Why Google Glass Failed

For 3 times more than you’d pay for a good smartphone, you can buy a  smartphone that you can wear on your face. If the idea of wearing a smartphone on your face doesn’t appeal to you, you are probably not alone. Google Glass went on sale to the general public in May, but information on its sales is almost nonexistent. Had customers been beating down the doors to get these glasses, I’m sure Google would have found someway to let us know. Since they have said almost nothing, it is reasonable to assume that Google Glass has failed. So why did it fail? Here are some basic reasons

1. Design

Google Glass was designed by industrial designer, Isabelle Olsson. Does something seem wrong with this picture? Look, Google. You want people to wear this in public, right? You, then, have two options. Make it inconspicuous or make it conspicuous and fashionable. In the end, it was conspicuous and unfashionable. You might as well wear a sign on your forehead saying “I’m a Nerdy Geek”. Sure, that’s fine when you’re attending the Nerdy Geek Convention, but what happens the first time you walk into a biker bar? Trust me, you don’t want to know. It became clear right away that Glass lacked the ‘cool’ factor. To get it, Google hired designer Diane Von Furstenberg. Now, you can have a stylish smartphone on your face but, because nothing can hide the computer components, you still don’t look cool. Perhaps, this problem will be solved by Google Lens. That’s right, Google has developed a contact lens with a built in camera. Now, no one will know how uncool you are.

2. Etiquette

In the old pre-smartphone age, if you saw a person walking down the street talking to themselves, you’d consider them psychologically challenged. Nowadays, you’d probably assume they were connected to some technology. Listening in to other’s conversations used to be considered bad manners. Nowadays, you can listen in on conversations almost everywhere whether you want to or not. Conversations are no longer considered special realms of privacy and intimacy. They can be interrupted by smartphones at the most inopportune times. Is this something that we simply have to accept as a by-product of technology? If someone begins texting in the middle of a conversation, does it bother you or do you consider it simply the way of the modern world? We are in the midst of a great privacy and etiquette paradigm shift, which is why different people have different reactions to how technology is used. Google Glass pushes the etiquette dilemma to its limits. Those who have experimented with wearing Google Glass claim that many people worry that they are secretly being recorded. If you were having a conversation and someone suddenly pulled out a video camera and started filming you, you’d, at least, have a chance to respond to the action. With Google Glass, you’d never know you were being photographed or filmed, and that adds to Glass’ ‘creepiness’ factor. Voyeurism traditionally had negative connotations. So does Google Glass make it more acceptable? Apparently, most people are not ready to go this far yet. According to Mat Honan, who experimented with wearing Google Glass for one year, “Again and again I made people uncomfortable. That made me very uncomfortable. People get angry at Glass. They get angry at you for wearing Glass.”

3. Security Concerns

Android developer , Jay Freeman, was the first to hack Google Glass to allow the installation of unauthorized software. He noted that, “Nothing is safe once your Glass has been hacked. A bugged Glass doesn’t just watch your every move: it watches everything you are looking at (intentionally or furtively) and hears everything you do. The only thing it doesn’t know are your thoughts.” Or, at least so far. Last week, new tech company, This Place, announced that it had created a device that would allow Google Glass to be controlled by brain waves. Now, all we need is someone to develop the first brain hack and we’ve crossed into a whole new frontier. Or maybe not. Advertisers have been doing much the same thing with our brains for years.
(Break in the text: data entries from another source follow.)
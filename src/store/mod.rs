//! Snapshot storage orchestrator.
//!
//! Composes the scanner, pattern filter, archive codec, and metadata index
//! into the public operations: create, list, get, restore, delete. One
//! storage root holds one container file per snapshot plus the index
//! document; the two are kept in lockstep by every mutating operation.
//!
//! Mutations are serialized by a per-root mutex so two concurrent creates
//! cannot lose each other's index update. Long-running filesystem work runs
//! on the blocking pool, with cooperative cancellation through the
//! storage's [`CancellationToken`].

pub mod backup;

use crate::archive::{self, CONTAINER_EXTENSION};
use crate::config::StoreConfig;
use crate::filter::PatternFilter;
use crate::fs::walker::{self, ScanWarning};
use crate::index::{MetadataIndex, SnapshotRecord};
use crate::utils::errors::{Result, StoreError};
use backup::BackupManager;
use chrono::Utc;
use std::fs;
use std::io;
use std::path::{Path, PathBuf};
use tokio::sync::Mutex;
use tokio_util::sync::CancellationToken;
use tracing::{debug, error, info, warn};

/// Options for creating a snapshot.
#[derive(Debug, Clone, Default)]
pub struct CreateOptions {
    pub message: Option<String>,
    pub include_patterns: Vec<String>,
    pub exclude_patterns: Vec<String>,
}

/// A created snapshot plus the per-file problems encountered while
/// scanning, so the caller can inform the user about skipped files.
#[derive(Debug)]
pub struct CreateOutcome {
    pub record: SnapshotRecord,
    pub warnings: Vec<ScanWarning>,
}

/// Snapshot storage rooted at one workspace directory.
pub struct SnapshotStorage {
    storage_dir: PathBuf,
    config: StoreConfig,
    index: MetadataIndex,
    /// Serializes operations on this storage root
    op_lock: Mutex<()>,
    cancel: CancellationToken,
}

impl SnapshotStorage {
    /// Open (creating if needed) the storage directory inside
    /// `workspace_root`.
    pub fn open(workspace_root: &Path, config: StoreConfig) -> Result<Self> {
        Self::open_with_cancel(workspace_root, config, CancellationToken::new())
    }

    /// Open with an externally owned cancellation token. Cancelling the
    /// token makes in-flight scans and packs return [`StoreError::Cancelled`]
    /// without leaving partial containers behind.
    pub fn open_with_cancel(
        workspace_root: &Path,
        config: StoreConfig,
        cancel: CancellationToken,
    ) -> Result<Self> {
        let storage_dir = workspace_root.join(&config.storage_dir);
        fs::create_dir_all(&storage_dir).map_err(|e| {
            StoreError::Storage(format!(
                "Failed to create storage directory {}: {}",
                storage_dir.display(),
                e
            ))
        })?;

        let index = MetadataIndex::new(&storage_dir);
        Ok(Self {
            storage_dir,
            config,
            index,
            op_lock: Mutex::new(()),
            cancel,
        })
    }

    pub fn storage_dir(&self) -> &Path {
        &self.storage_dir
    }

    /// Capture `source_dir` into a new snapshot.
    pub async fn create(&self, source_dir: &Path, options: CreateOptions) -> Result<CreateOutcome> {
        let _guard = self.op_lock.lock().await;

        let filter = PatternFilter::build(
            &self.config.default_excludes,
            &options.exclude_patterns,
            &options.include_patterns,
        )?;

        let records = self.load_index_recovering()?;
        let timestamp = next_timestamp(&records);
        let id = SnapshotRecord::generate_id(timestamp);
        let container = self.container_path(&id);

        info!("Creating snapshot {} from {}", id, source_dir.display());

        let (file_count, size, warnings) = {
            let source = source_dir.to_path_buf();
            let storage_dir = self.storage_dir.clone();
            let container = container.clone();
            let cancel = self.cancel.clone();
            tokio::task::spawn_blocking(move || -> Result<(usize, u64, Vec<ScanWarning>)> {
                let scan = walker::scan_tree(&source, &filter, Some(&storage_dir), &cancel)?;
                let size = archive::pack(&scan.entries, &container, &cancel)?;
                Ok((scan.entries.len(), size, scan.warnings))
            })
            .await
            .map_err(|e| StoreError::Storage(format!("Capture task failed: {}", e)))??
        };

        if size > self.config.max_snapshot_size {
            warn!(
                "Snapshot {} is {} bytes, over the {} byte warning threshold",
                id, size, self.config.max_snapshot_size
            );
        }

        let record = SnapshotRecord {
            id,
            timestamp,
            message: options.message,
            file_count,
            size,
            workspace_path: absolute(source_dir),
            backup: false,
        };

        if let Err(e) = self.index.append(record.clone()) {
            // A record we cannot persist must not leave its container behind
            let _ = fs::remove_file(&container);
            return Err(e);
        }

        info!(
            "Snapshot {} created: {} files, {} bytes, {} skipped",
            record.id,
            record.file_count,
            record.size,
            warnings.len()
        );

        Ok(CreateOutcome { record, warnings })
    }

    /// All records, newest first.
    pub async fn list(&self) -> Result<Vec<SnapshotRecord>> {
        let _guard = self.op_lock.lock().await;
        let mut records = self.load_index_recovering()?;
        records.sort_by(|a, b| b.timestamp.cmp(&a.timestamp).then_with(|| b.id.cmp(&a.id)));
        Ok(records)
    }

    /// Look up one record. Absence is a normal `None`, not an error.
    pub async fn get(&self, id: &str) -> Result<Option<SnapshotRecord>> {
        let _guard = self.op_lock.lock().await;
        let records = self.load_index_recovering()?;
        Ok(records.into_iter().find(|r| r.id == id))
    }

    /// Restore a snapshot into `target_dir`, overwriting existing files.
    ///
    /// With `create_backup`, the target's current state is captured first
    /// and indexed as a backup record; a failed backup aborts the restore
    /// with the target untouched. Returns the backup record when one was
    /// taken.
    pub async fn restore(
        &self,
        id: &str,
        target_dir: &Path,
        create_backup: bool,
    ) -> Result<Option<SnapshotRecord>> {
        let _guard = self.op_lock.lock().await;

        let records = self.load_index_recovering()?;
        if !records.iter().any(|r| r.id == id) {
            return Err(StoreError::NotFound(id.to_string()));
        }
        let container = self.container_path(id);
        if !container.exists() {
            return Err(StoreError::NotFound(format!(
                "{} (container file is missing)",
                id
            )));
        }

        let backup_record = if create_backup {
            let timestamp = next_timestamp(&records);
            let manager = BackupManager::new(
                self.storage_dir.clone(),
                self.config.default_excludes.clone(),
            );
            let target = target_dir.to_path_buf();
            let cancel = self.cancel.clone();

            let (record, warnings) =
                match tokio::task::spawn_blocking(move || manager.capture(&target, timestamp, &cancel))
                    .await
                    .map_err(|e| StoreError::Storage(format!("Backup task failed: {}", e)))?
                {
                    Ok(captured) => captured,
                    Err(e) => {
                        error!("Backup capture failed, aborting restore of {}: {}", id, e);
                        return Err(e);
                    }
                };

            if !warnings.is_empty() {
                warn!(
                    "Backup of {} skipped {} unreadable files",
                    target_dir.display(),
                    warnings.len()
                );
            }

            // Index the backup before touching the target so the safety
            // copy stays reachable even if extraction then fails
            if let Err(e) = self.index.append(record.clone()) {
                let _ = fs::remove_file(self.container_path(&record.id));
                return Err(e);
            }
            Some(record)
        } else {
            None
        };

        let extracted = {
            let container = container.clone();
            let target = target_dir.to_path_buf();
            tokio::task::spawn_blocking(move || archive::unpack(&container, &target, true))
                .await
                .map_err(|e| StoreError::Storage(format!("Extract task failed: {}", e)))??
        };

        info!(
            "Restored snapshot {} into {}: {} files",
            id,
            target_dir.display(),
            extracted
        );

        Ok(backup_record)
    }

    /// Delete a snapshot's container and index record. Idempotent: deleting
    /// an id twice, or an id whose container was already removed by hand,
    /// succeeds.
    pub async fn delete(&self, id: &str) -> Result<()> {
        let _guard = self.op_lock.lock().await;

        let container = self.container_path(id);
        match fs::remove_file(&container) {
            Ok(()) => {}
            Err(e) if e.kind() == io::ErrorKind::NotFound => {}
            Err(e) => return Err(StoreError::Io(e)),
        }

        // A corrupt document must not block record removal
        self.load_index_recovering()?;

        if self.index.remove(id)? {
            info!("Deleted snapshot {}", id);
        } else {
            debug!("Delete of {}: no index record", id);
        }
        Ok(())
    }

    fn container_path(&self, id: &str) -> PathBuf {
        self.storage_dir
            .join(format!("{}.{}", id, CONTAINER_EXTENSION))
    }

    /// Load the index, rebuilding it from the containers on disk when the
    /// document itself cannot be parsed.
    fn load_index_recovering(&self) -> Result<Vec<SnapshotRecord>> {
        match self.index.load() {
            Ok(records) => Ok(records),
            Err(StoreError::CorruptIndex(reason)) => {
                warn!("Index is corrupt ({}), rebuilding from containers", reason);
                let quarantined = self.index.quarantine()?;
                warn!("Corrupt index document moved to {}", quarantined.display());

                let mut rebuilt = self.rebuild_index_from_containers()?;
                self.index.save(&mut rebuilt)?;
                info!("Index rebuilt: {} records recovered", rebuilt.len());
                Ok(rebuilt)
            }
            Err(e) => Err(e),
        }
    }

    /// Reconstruct records for every container present on disk. Id and
    /// timestamp come from the container file name, size from file
    /// metadata, file count from the container itself; the original message
    /// and backup flag are unrecoverable.
    fn rebuild_index_from_containers(&self) -> Result<Vec<SnapshotRecord>> {
        let suffix = format!(".{}", CONTAINER_EXTENSION);
        let workspace = self
            .storage_dir
            .parent()
            .unwrap_or(&self.storage_dir)
            .to_path_buf();

        let mut records = Vec::new();
        for entry in fs::read_dir(&self.storage_dir)? {
            let entry = entry?;
            let name = entry.file_name().to_string_lossy().into_owned();
            let Some(id) = name.strip_suffix(&suffix) else {
                continue;
            };

            let path = entry.path();
            let file_count = match archive::entry_count(&path) {
                Ok(count) => count,
                Err(e) => {
                    warn!("Skipping unreadable container {}: {}", path.display(), e);
                    continue;
                }
            };

            records.push(SnapshotRecord {
                id: id.to_string(),
                timestamp: SnapshotRecord::timestamp_from_id(id).unwrap_or(0),
                message: None,
                file_count,
                size: entry.metadata().map(|m| m.len()).unwrap_or(0),
                workspace_path: workspace.clone(),
                backup: false,
            });
        }
        Ok(records)
    }
}

/// Timestamps are strictly increasing per storage root so descending order
/// is total even for captures taken within the same millisecond.
fn next_timestamp(records: &[SnapshotRecord]) -> i64 {
    let now = Utc::now().timestamp_millis();
    let newest = records.iter().map(|r| r.timestamp).max().unwrap_or(i64::MIN);
    now.max(newest.saturating_add(1))
}

pub(crate) fn absolute(path: &Path) -> PathBuf {
    std::path::absolute(path).unwrap_or_else(|_| path.to_path_buf())
}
Marc Rogers discovered that Glass could be hacked through a QR code, an example of which appears below.

qrcode.23188174

Glass automatically decodes such code so, if the Glass wearer could be maneuvered into looking at a particular code, Rogers showed that he could get Glass to connect to a particular WiFi connection and lead it into a man-in-the-middle attack. Google has reportedly patched the QR vulnerability, but other researchers have found other ways to take over Glass and insert code. They were especially interested in being able to see the world from the user’s perspective and gain the ability to acquire pin numbers, passwords, and account information. In any event, a recent poll, conducted by market-research firm Toluna, found 72% of Americans list such concerns as the main reason for having no interest in buying Google Glass.

4. Superiority Displays

Back in the early ‘80s, when the yuppie fad was beginning to rear its branded head, some friends of mine told me of the latest trend. Apparently, guys would go into high end bars and clubs wearing their Porsche keys prominently displayed around their necks. This would, apparently, hypnotize young women into entering their lairs. (I thought about wearing my Ford Galaxy keys around my neck but realized that this probably wouldn’t work any better than my Ford Galaxy did.) Needless to say, some of us felt such displays to be cringe-worthy, and I heard that a few even more physical objections to this display ritual had taken place.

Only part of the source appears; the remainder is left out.